Roundup: Exit O’Leary

So the big news, in case you missed it, was that Kevin O’Leary dropped out of the Conservative leadership race hours before the final debate, and endorsed Maxime Bernier (never mind that Berier just weeks ago referred to him as a “loser”). And that they came to a late-night agreement, but O’Leary’s team still sent out fundraising pleas the next morning, hours before the announcement. Oh, and the ballots have already been mailed out with O’Leary’s name on them (and any votes he gets will just fall off and second choices will be counted instead, given that this is a ranked ballot). O’Leary cites winnability, and the fact that he can’t win Quebec (just like everyone has been saying the whole time), so that’s why he’s going to Bernier (who, incidentally, may also not be able to win more than his particular corner of Quebec given his ideological hostility to much of what they seem to hold dear).

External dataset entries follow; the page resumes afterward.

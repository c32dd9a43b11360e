// ==========================================
// 材料报表解析器 - 集成测试
// ==========================================
// 覆盖: 行过滤规则 / 四列定位 / 数值清洗 / 宽容丢弃策略
// ==========================================

use build_checklist::domain::MaterialRow;
use build_checklist::importer::parse_materials;

/// 一份贴近真实导出的报表样例（俄文物品名 + 空格千位分隔）
const SAMPLE_REPORT: &str = r#"
| Список материалов |
+------------+--------+---------+-----------+
| Item       | Total  | Missing | Available |
+------------+--------+---------+-----------+
| Кирпичи    | 4 974  | 4974    | 0         |
| Стекло     | 3 200  | 1 200   | 2 000     |
| Факелы     | 244    |         | 244       |
+------------+--------+---------+-----------+
"#;

#[test]
fn test_empty_input_yields_empty_sequence() {
    assert!(parse_materials("").is_empty());
}

#[test]
fn test_whitespace_only_input_yields_empty_sequence() {
    assert!(parse_materials("   \n\r\n  \n").is_empty());
}

#[test]
fn test_lines_without_leading_pipe_are_excluded() {
    let text = "Кирпичи | 4 | 4 | 0 |\nчто угодно\n1 | 2 | 3 | 4";
    assert!(parse_materials(text).is_empty());
}

#[test]
fn test_header_row_is_excluded_despite_four_segments() {
    let text = "| Item | Total | Missing | Available |";
    assert!(parse_materials(text).is_empty());
}

#[test]
fn test_separator_rows_are_excluded() {
    // `+---+` 不以 `|` 开头；`|---|` 以 `|` 开头但含 "---"
    let text = "+------+------+\n|------|------|\n| --- | --- | --- | --- |";
    assert!(parse_materials(text).is_empty());
}

#[test]
fn test_caption_row_with_single_segment_is_excluded() {
    let text = "| Список материалов |";
    assert!(parse_materials(text).is_empty());
}

#[test]
fn test_row_with_wrong_column_count_is_silently_dropped() {
    let text = "| Кирпичи | 4974 | 0 |\n| Стекло | 1 | 2 | 3 | 4 |";
    assert!(parse_materials(text).is_empty());
}

#[test]
fn test_thousands_separator_spaces_are_stripped() {
    let rows = parse_materials("| Кирпичи | 4 974 | 4974 | 0 |");
    assert_eq!(
        rows,
        vec![MaterialRow {
            item: "Кирпичи".to_string(),
            total: 4974.0,
            missing: 4974.0,
            available: 0.0,
        }]
    );
}

#[test]
fn test_blank_numeric_cell_drops_the_row() {
    // 留空单元格在去空白后变成空段被滤掉，列数不足 4 —— 整行丢弃。
    // 这是有意的宽容策略，不是要修的 bug
    let rows = parse_materials("| Факелы | 244 |  | 244 |");
    assert!(rows.is_empty());
}

#[test]
fn test_non_numeric_cell_defaults_to_zero() {
    // 宽容策略: 解析失败按 0 处理，不丢行、不报错
    let rows = parse_materials("| Кирпичи | many | 4 | 0 |");
    assert_eq!(rows.len(), 1);
    assert_eq!(rows[0].total, 0.0);
    assert_eq!(rows[0].missing, 4.0);
}

#[test]
fn test_sample_report_parses_in_encounter_order() {
    let rows = parse_materials(SAMPLE_REPORT);

    // 标题行、表头行、分隔行全部被滤掉；
    // Факелы 行的 Missing 列为空格，空段被滤掉后只剩 3 列 —— 整行丢弃
    assert_eq!(rows.len(), 2);
    assert_eq!(rows[0].item, "Кирпичи");
    assert_eq!(rows[0].total, 4974.0);
    assert_eq!(rows[1].item, "Стекло");
    assert_eq!(rows[1].total, 3200.0);
    assert_eq!(rows[1].missing, 1200.0);
    assert_eq!(rows[1].available, 2000.0);
}

#[test]
fn test_crlf_line_endings_are_handled() {
    let text = "| Кирпичи | 1 | 1 | 0 |\r\n| Стекло | 2 | 0 | 2 |\r\n";
    let rows = parse_materials(text);
    assert_eq!(rows.len(), 2);
    assert_eq!(rows[0].item, "Кирпичи");
    assert_eq!(rows[1].item, "Стекло");
}

#[test]
fn test_numeric_columns_are_independent() {
    // 三个数量列独立解析，不强制 missing + available == total
    let rows = parse_materials("| Кирпичи | 100 | 90 | 90 |");
    assert_eq!(rows[0].total, 100.0);
    assert_eq!(rows[0].missing, 90.0);
    assert_eq!(rows[0].available, 90.0);
}
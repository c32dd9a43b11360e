// ==========================================
// 建筑材料清单系统 - 材料行实体
// ==========================================
// 来源: 材料报表（管道符伪表格）逐行解析结果
// ==========================================

use serde::{Deserialize, Serialize};

/// 材料行 - 报表中的一条材料记录
///
/// 三个数量列来自报表的三个独立列，解析层不强制
/// `missing + available == total` 之类的算术关系，调用方也不得假设。
///
/// 序列化使用 camelCase 字段名，与前端及持久化 JSON 快照格式保持一致。
#[derive(Debug, Clone, PartialEq, Serialize, Deserialize)]
#[serde(rename_all = "camelCase")]
pub struct MaterialRow {
    /// 方块显示名（在同一份解析结果内当作唯一键使用）
    pub item: String,

    /// 需求总数（方块数）
    pub total: f64,

    /// 解析时刻仍缺少的数量
    pub missing: f64,

    /// 解析时刻已备好的数量
    pub available: f64,
}
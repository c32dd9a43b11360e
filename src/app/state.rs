// ==========================================
// 建筑材料清单系统 - 应用状态
// ==========================================
// 职责: 管理应用级别的共享状态和API实例
// ==========================================

use std::path::PathBuf;
use std::sync::{Arc, Mutex};
use std::time::Duration;

use crate::api::{BuildingApi, ChecklistSaver, ChecklistStore};
use crate::app::session::ChecklistSession;
use crate::config::ConfigManager;
use crate::repository::BuildingRepository;

/// 应用状态
///
/// 包含API实例、配置、当前清单编辑会话与去抖写入器。
/// 在Tauri应用中作为全局状态管理。
pub struct AppState {
    /// 数据库路径
    pub db_path: String,

    /// 建筑API
    pub building_api: Arc<BuildingApi>,

    /// 配置管理器
    pub config: Arc<ConfigManager>,

    /// 当前清单编辑会话（同一时刻最多一份）
    pub session: Mutex<Option<ChecklistSession>>,

    /// 清单去抖写入器
    pub saver: ChecklistSaver,
}

impl AppState {
    /// 创建新的AppState实例
    ///
    /// # 参数
    /// - db_path: 数据库文件路径
    pub fn new(db_path: String) -> Result<Self, String> {
        let repo = Arc::new(
            BuildingRepository::new(&db_path).map_err(|e| format!("仓储初始化失败: {}", e))?,
        );
        let config = Arc::new(
            ConfigManager::new(&db_path).map_err(|e| format!("配置初始化失败: {}", e))?,
        );

        // 界面语言来自配置
        let locale = config
            .get_locale()
            .map_err(|e| format!("读取语言配置失败: {}", e))?;
        crate::i18n::set_locale(&locale);

        let building_api = Arc::new(BuildingApi::new(repo));

        let quiet_ms = config
            .get_save_debounce_ms()
            .map_err(|e| format!("读取去抖配置失败: {}", e))?;
        let store: Arc<dyn ChecklistStore> = building_api.clone();
        let saver = ChecklistSaver::new(store, Duration::from_millis(quiet_ms));

        tracing::info!(db_path = %db_path, save_debounce_ms = quiet_ms, "AppState 初始化完成");

        Ok(Self {
            db_path,
            building_api,
            config,
            session: Mutex::new(None),
            saver,
        })
    }
}

/// 默认数据库路径
///
/// 用户数据目录下 build-checklist/buildings.db；
/// 目录不可用时回落到当前工作目录。
pub fn get_default_db_path() -> String {
    let base = dirs::data_dir().unwrap_or_else(|| PathBuf::from("."));
    let dir = base.join("build-checklist");

    if let Err(e) = std::fs::create_dir_all(&dir) {
        tracing::warn!(error = %e, "数据目录创建失败，使用当前目录");
        return "buildings.db".to_string();
    }

    dir.join("buildings.db").display().to_string()
}
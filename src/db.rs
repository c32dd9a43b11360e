// ==========================================
// 建筑材料清单系统 - SQLite 连接初始化
// ==========================================
// 目标:
// - 统一所有 Connection::open 的 PRAGMA 行为
// - 统一 busy_timeout，减少并发写入时的偶发 busy 错误
// - 首次打开时建表（建筑表 + 配置表）
// ==========================================

use rusqlite::Connection;
use std::time::Duration;

/// 默认 busy_timeout（毫秒）
pub const DEFAULT_BUSY_TIMEOUT_MS: u64 = 5_000;

/// 配置 SQLite 连接的统一 PRAGMA
///
/// 说明：
/// - foreign_keys 需要"每个连接"单独开启
/// - busy_timeout 需要"每个连接"单独配置
pub fn configure_sqlite_connection(conn: &Connection) -> rusqlite::Result<()> {
    conn.execute_batch("PRAGMA foreign_keys = ON;")?;
    conn.busy_timeout(Duration::from_millis(DEFAULT_BUSY_TIMEOUT_MS))?;
    Ok(())
}

/// 打开 SQLite 连接并应用统一配置
pub fn open_sqlite_connection(db_path: &str) -> rusqlite::Result<Connection> {
    let mut conn = Connection::open(db_path)?;
    configure_sqlite_connection(&conn)?;
    crate::perf::install_sqlite_tracing(&mut conn);
    Ok(conn)
}

/// 建表（幂等）
///
/// 材料列表与清单快照以 JSON 列整体存取：
/// 仓储契约只有整条读/整条换清单，不需要行级关系建模。
pub fn init_schema(conn: &Connection) -> rusqlite::Result<()> {
    conn.execute_batch(
        r#"
        CREATE TABLE IF NOT EXISTS buildings (
            id                   TEXT PRIMARY KEY,
            name                 TEXT NOT NULL,
            coord_x              TEXT NOT NULL,
            coord_y              TEXT NOT NULL,
            coord_z              TEXT NOT NULL,
            schematic_file_name  TEXT NOT NULL,
            materials_file_name  TEXT NOT NULL,
            screenshot_data_url  TEXT,
            materials_json       TEXT NOT NULL,
            checklist_json       TEXT,
            created_at           TEXT NOT NULL,
            updated_at           TEXT NOT NULL
        );

        CREATE TABLE IF NOT EXISTS config_kv (
            scope_id  TEXT NOT NULL DEFAULT 'global',
            key       TEXT NOT NULL,
            value     TEXT NOT NULL,
            PRIMARY KEY (scope_id, key)
        );
        "#,
    )
}
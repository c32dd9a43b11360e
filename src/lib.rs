// ==========================================
// 建筑材料清单系统 - 核心库
// ==========================================
// 技术栈: Tauri + Rust + SQLite
// 系统定位: Minecraft 建筑材料收集协作清单
// ==========================================

// 初始化国际化系统
rust_i18n::i18n!("locales", fallback = "ru");

// ==========================================
// 模块声明
// ==========================================

// 领域层 - 实体与类型
pub mod domain;

// 数据仓储层 - 数据访问
pub mod repository;

// 引擎层 - 换算与清单合并规则
pub mod engine;

// 导入层 - 材料报表解析与文件接入
pub mod importer;

// 配置层 - 系统配置
pub mod config;

// 数据库基础设施（连接初始化/PRAGMA 统一）
pub mod db;

// 日志系统
pub mod logging;

// 性能观测
pub mod perf;

// 国际化
pub mod i18n;

// API 层 - 业务接口
pub mod api;

// 应用层 - Tauri 集成
pub mod app;

// ==========================================
// 重导出核心类型
// ==========================================

// 领域实体
pub use domain::{
    Building, ChecklistRow, ChecklistTotals, Coordinates, MaterialRow, NewBuilding,
};

// 解析器
pub use importer::parse_materials;

// 引擎
pub use engine::{
    compute_totals, effective_checklist, init_checklist, to_shulkers, to_stacks,
    toggle_gathered, update_gathered_by,
};

// API
pub use api::{BuildingApi, ChecklistSaver, ChecklistStore};

// ==========================================
// 常量定义
// ==========================================

// 系统版本
pub const VERSION: &str = env!("CARGO_PKG_VERSION");

// 系统名称
pub const APP_NAME: &str = "建筑材料清单系统";

// ==========================================
// 预编译检查
// ==========================================
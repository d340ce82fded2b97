use axum::{
    extract::{Query, State},
    http::{Request, StatusCode},
    middleware::{self, Next},
    response::{Html, IntoResponse, Response},
    routing::get,
    Json, Router,
};
use std::collections::HashMap;
use std::sync::Arc;
use tokio::net::TcpListener;
use tower_http::services::ServeDir;
use tracing::{error, info, warn};

use crate::config::Config;
use crate::dataset::DatasetClient;
use crate::filter::select_trucks;
use crate::models::TrucksResponse;
use crate::query::TruckQuery;
use crate::template_engine::TemplateEngine;

pub const DATASET_UNAVAILABLE: &str = "Unable to load food truck data. Try again later.";

pub struct AppState {
    pub template_engine: TemplateEngine,
    pub config: Config,
    pub datasets: DatasetClient,
}

pub fn router(state: Arc<AppState>) -> Router {
    let static_files = ServeDir::new(state.config.static_dir());
    Router::new()
        .route("/", get(index))
        .route("/trucks", get(get_trucks))
        .nest_service("/static", static_files)
        .fallback(not_found)
        .layer(middleware::from_fn(log_request_response))
        .with_state(state)
}

pub async fn serve(state: Arc<AppState>) -> anyhow::Result<()> {
    let addr = state.config.listen_addr.clone();
    let app = router(state);
    info!("listening on {}", addr);
    let listener = TcpListener::bind(&addr).await?;
    axum::serve(listener, app).await?;
    Ok(())
}

async fn log_request_response(
    req: Request<axum::body::Body>,
    next: Next,
) -> Response {
    let path = req.uri().path().to_string();
    let method = req.method().to_string();
    info!("incoming request: {} {}", method, path);
    let response = next.run(req).await;
    info!("request result: {} for {} {}", response.status(), method, path);
    response
}

// --- Handlers ---

async fn index(State(state): State<Arc<AppState>>) -> Response {
    let mut context = tera::Context::new();
    context.insert("api_key", &state.config.maps_api_key);
    context.insert("center", &state.config.map.center);
    context.insert("zoom", &state.config.map.zoom);
    context.insert("geo_zoom", &state.config.map.geo_zoom);
    context.insert("categories", &state.config.categories);
    match state.template_engine.render("index", &context) {
        Ok(html) => Html(html).into_response(),
        Err(e) => {
            error!("index render error: {}", e);
            error_page(&state, StatusCode::INTERNAL_SERVER_ERROR, "The map page could not be rendered.")
        }
    }
}

async fn get_trucks(
    State(state): State<Arc<AppState>>,
    Query(params): Query<HashMap<String, String>>,
) -> Response {
    let query = match TruckQuery::from_params(&params) {
        Ok(q) => q,
        Err(e) => {
            warn!("rejected trucks query: {}", e);
            return json_error(StatusCode::BAD_REQUEST, e.to_string());
        }
    };

    let permits = match state.datasets.fetch_permits().await {
        Ok(p) => p,
        Err(e) => {
            error!("Error - unable to load the dataset {}: {:#}", state.datasets.url(), e);
            return json_error(StatusCode::INTERNAL_SERVER_ERROR, DATASET_UNAVAILABLE);
        }
    };

    let trucks = select_trucks(&permits, &query);
    info!("{} of {} permits match {}", trucks.len(), permits.len(), query.to_query_string());
    Json(TrucksResponse::Trucks { resp: trucks }).into_response()
}

async fn not_found(State(state): State<Arc<AppState>>) -> Response {
    error_page(&state, StatusCode::NOT_FOUND, "The requested URL was not found on the server.")
}

// --- Helper Functions ---

fn json_error(status: StatusCode, message: impl Into<String>) -> Response {
    (status, Json(TrucksResponse::error(message, status.as_u16()))).into_response()
}

fn error_page(state: &AppState, status: StatusCode, description: &str) -> Response {
    let mut context = tera::Context::new();
    context.insert("status", &status.as_u16());
    context.insert("reason", &status.canonical_reason().unwrap_or("Error").to_uppercase());
    context.insert("description", description);
    match state.template_engine.render("error", &context) {
        Ok(html) => (status, Html(html)).into_response(),
        Err(e) => {
            error!("error page render error: {}", e);
            (status, description.to_string()).into_response()
        }
    }
}
impl<W: MapWidget, F: TruckFeed> MapController<W, F> {
    /// Centers the map on the defaults and registers one toggle button per
    /// category id, all up.
    pub fn new<I, S>(mut widget: W, feed: F, options: ControllerOptions, categories: I) -> Self
    where
        I: IntoIterator<Item = S>,
        S: Into<String>,
    {
        widget.set_center(options.default_center);
        widget.set_zoom(options.default_zoom);
        let toggles = categories
            .into_iter()
            .map(|id| ToggleButton { id: id.into(), down: false })
            .collect();
        Self {
            widget,
            feed,
            options,
            registry: MarkerRegistry::new(),
            toggles,
            search_marker: None,
            bounds_seen: false,
            last_position: None,
        }
    }

    pub fn widget(&self) -> &W {
        &self.widget
    }

    pub fn widget_mut(&mut self) -> &mut W {
        &mut self.widget
    }

    pub fn registry(&self) -> &MarkerRegistry<W::Marker> {
        &self.registry
    }

    pub fn toggle_buttons(&self) -> &[ToggleButton] {
        &self.toggles
    }

    pub fn active_categories(&self) -> impl Iterator<Item = &str> {
        self.toggles.iter().filter(|t| t.down).map(|t| t.id.as_str())
    }

    /// Query for the current view. Without bounds the map is not laid out
    /// yet and the filters are not applied either.
    pub fn query(&self) -> TruckQuery {
        match self.widget.bounds() {
            Some(bounds) => TruckQuery::within(bounds).with_food(self.active_categories()),
            None => TruckQuery::default(),
        }
    }

    /// Handles the widget's bounds-changed event. Only the first one does
    /// anything: it biases place search to the view and zooms in.
    pub fn on_bounds_changed(&mut self) {
        if self.bounds_seen {
            return;
        }
        let Some(bounds) = self.widget.bounds() else {
            return;
        };
        self.bounds_seen = true;
        self.widget.set_search_bounds(bounds);
        self.widget.set_zoom(self.options.geo_zoom);
    }

    /// Handles zoom-changed and drag-end: fetches trucks in view, drops
    /// markers for new coordinates and re-shows hidden ones.
    pub async fn on_view_changed(&mut self) {
        let Some(trucks) = self.fetch_trucks().await else {
            return;
        };

        for (i, truck) in trucks.into_iter().enumerate() {
            let key = MarkerKey::for_truck(&truck);
            if self.registry.contains(&key) {
                if let Some(marker) = self.registry.set_visible(&key, true) {
                    self.widget.set_marker_visible(marker, true);
                }
                continue;
            }
            let Some(position) = truck.position() else {
                warn!("skipping truck '{}' with unreadable coordinates {}", truck.name, key);
                continue;
            };
            let spec = MarkerSpec { position, title: truck.name.clone(), icon: TRUCK_ICON };
            let marker = self.widget.add_marker(spec, self.options.drop_stagger * i as u32);
            self.registry.insert(key, marker, truck);
        }
        debug!("{} markers registered, {} visible", self.registry.len(), self.registry.visible_keys().len());
    }

    /// Flips a category button, then shows exactly the registered markers
    /// that the refreshed query returns. The query covers the current view
    /// only, so markers outside it are hidden until a later view change.
    pub async fn on_toggle(&mut self, category: &str) {
        let Some(button) = self.toggles.iter_mut().find(|t| t.id == category) else {
            warn!("no toggle button for category '{}'", category);
            return;
        };
        button.down = !button.down;
        info!("category '{}' toggled {}", category, if button.down { "on" } else { "off" });

        let Some(trucks) = self.fetch_trucks().await else {
            return;
        };
        let matching = trucks.iter().map(MarkerKey::for_truck).collect::<HashSet<_>>();

        let keys = self.registry.keys().cloned().collect::<Vec<_>>();
        for key in keys {
            let visible = matching.contains(&key);
            if let Some(marker) = self.registry.set_visible(&key, visible) {
                self.widget.set_marker_visible(marker, visible);
            }
        }
    }

    /// Opens the info window of a registered marker from its cached truck.
    pub fn on_marker_clicked(&mut self, key: &MarkerKey) {
        let Some(entry) = self.registry.get(key) else {
            warn!("click on unknown marker {}", key);
            return;
        };
        let content = info_window_content(&entry.truck);
        self.widget.open_info_window(&entry.marker, &content);
    }

    /// Moves the search marker to the top result and zooms to it.
    pub fn on_places_changed(&mut self, places: &[Place]) {
        let Some(top) = places.first() else {
            return;
        };
        match self.search_marker.clone() {
            Some(marker) => self.widget.move_marker(&marker, top.location, &top.name),
            None => {
                let spec = MarkerSpec { position: top.location, title: top.name.clone(), icon: SEARCH_ICON };
                self.search_marker = Some(self.widget.add_marker(spec, Duration::ZERO));
            }
        }
        self.widget.fit_bounds(Bounds::from_point(top.location));
        self.widget.set_zoom(self.options.geo_zoom);
    }

    pub fn on_search_focused(&mut self) {
        self.widget.clear_search_input();
    }

    /// Centers on the device position, or falls back to the default view
    /// with a banner when location is unavailable.
    pub async fn geolocate<G: Geolocator>(&mut self, geolocator: &mut G) {
        match geolocator.current_position(&self.options.geo).await {
            Ok(position) => {
                self.on_position_update(position);
                self.center_on(position);
            }
            Err(e) => {
                info!("geolocation unavailable: {}", e);
                self.widget.set_center(self.options.default_center);
                self.widget.set_zoom(self.options.default_zoom);
                self.widget.show_banner(Banner::Geolocation);
            }
        }
    }

    /// Records a position reported by the location watch and moves the
    /// current-location dot there.
    pub fn on_position_update(&mut self, position: LatLng) {
        self.last_position = Some(position);
        self.widget.show_location_marker(position);
    }

    /// Recenters on the last known position, if any.
    pub fn on_geolocate_clicked(&mut self) {
        if let Some(position) = self.last_position {
            self.center_on(position);
        }
    }

    fn center_on(&mut self, position: LatLng) {
        self.widget.set_center(position);
        self.widget.set_zoom(self.options.geo_zoom.saturating_add(1));
    }

    /// Runs the current query. Server-reported errors replace the map with a
    /// banner; transport failures are logged and ignored.
    async fn fetch_trucks(&mut self) -> Option<Vec<Truck>> {
        let query = self.query();
        match self.feed.fetch(&query).await {
            Ok(TrucksResponse::Trucks { resp }) => Some(resp),
            Ok(TrucksResponse::Error(body)) => {
                warn!("truck service error: {}", body.error);
                self.widget.hide_map();
                self.widget.show_banner(Banner::Request(body.error));
                None
            }
            Err(e) => {
                warn!("truck request {} failed: {:#}", query.to_query_string(), e);
                None
            }
        }
    }
}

In the wake of the departure, here is some reaction from O’Leary’s campaign manager, Michael Chong, CBC’s poll analyst Éric Grenier, and Paul Wells delivers a signature thumping that you really need to read.

As for that debate, or “debate” as it should more properly be known (as with any of them held in this leadership contest), it was a weird mix of pointed attacks on perceived rivals, along with sucking up to others to try and win second-place support on those ranked ballots, because they very well know that it could be their path to victory. Some of the pointed attacks were expected – toward Kellie Leitch for fostering the image that the party is intolerant to the immigrants in suburban ridings that they rely on for electoral victory, and toward perceived front-runner Maxime Bernier. The one that was most surprising – and galling, to be frank – was Erin O’Toole going after Andrew Scheer because he became Speaker in 2011 and was apparently too busy “hosting functions at Kingsmere” than being “in the trenches” with the rest of the party (never mind that O’Toole wasn’t even an MP yet at the time).

The one thing that did irritate me the most, however, was the continued fetishism of private sector experience as somehow being a qualifier for political leadership, never mind that there is zero crossover between the two. With O’Leary now gone from the race, you had this mad scramble to try and claim this particular tin crown, and it was pretty sad. Rick Peterson was loudest – having never stood for office before – while Andrew Saxton, O’Toole and Bernier all tried to pile onto claiming their own experience. Government and business do not operate the same way. You cannot run a government like a business because there is no “bottom line.” Trying to claim some kind of credit for “making payroll” is meaningless noise in politics. The sooner you realise this, the sooner you can have a proper debate about issues.

Good reads:

  • Chrystia Freeland vows to be “tough and strong” with the US on softwood lumber. One would hope.
  • A former US trade representative says that a softwood deal was almost reached but Canadian officials felt they could get a better deal with Trump. Sounds dubious.
  • Trump is also allegedly drafting an executive order to pull out of NAFTA, but this is also quite likely to be “Art of the Deal” chest thumping.
  • Documents released show that VADM Mark Norman allegedly leaked supply ship refit details in order to pressure the government to go with his preferred outcome.
  • Liberal MPs got a closed-door seminar on harassment issues during their weekend caucus meeting a few weeks ago.
  • Parliamentarians are getting a modest raise. Cue the cheap outrage!
  • Expect amendments to the marijuana bill in both the Commons and Senate (which should have been completely obvious).
  • In advance of the debate, Michael Chong was agitating for adult discussions within the party.
  • If you’re looking for responses to a certain clown show in the Washington Post that I won’t name, here is David Moscrop and Drew Brown.
  • Kady O’Malley wonders if the Liberals are ready to start reconsidering their House management tactics.
  • Andrew Coyne preaches calm and carrying on doing the right things in the face of the unstable Trumpocalypse.

Odds and ends:

Senator Brazeau has been acquitted of his 2014 drunk driving charges.

Tristin Hopper explains why our tax system is so hideously byzantine.